> ABOUT THIS EXERCISE:
Each line from the one containing "pub mod index;" through the end of the data is to be written out exactly, and nothing more.

> SUPPLIED MATERIAL:
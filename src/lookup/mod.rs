//! In-memory lookup structures for one `(account, snapshot)` pair
//!
//! ```text
//! Snapshot ──┐
//! Overrides ─┼──► LookupIndex::build ──► name / scoped-name / id maps
//! History ───┘                             (queried by resolve::Resolver)
//! ```
//!
//! Index construction only. Duplicate names are preserved as multiple
//! candidates; deciding what a duplicate means belongs to the resolvers.

pub mod index;

pub use index::{CampaignEntry, IndexStats, LookupIndex, TargetEntry, TargetParents};

use resolver_types::EntityLevel;

/// Key used by the override and history maps: `"{level}::{name_norm}"`
pub fn temporal_key(level: EntityLevel, name_norm: &str) -> String {
    format!("{}::{}", level.as_str(), name_norm)
}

> ANSWER:
pub mod index;

pub use index::{CampaignEntry, IndexStats, LookupIndex, TargetEntry, TargetParents};

use resolver_types::EntityLevel;

/// Key used by the override and history maps: `"{level}::{name_norm}"`
pub fn temporal_key(level: EntityLevel, name_norm: &str) -> String {
    format!("{}::{}", level.as_str(), name_norm)
}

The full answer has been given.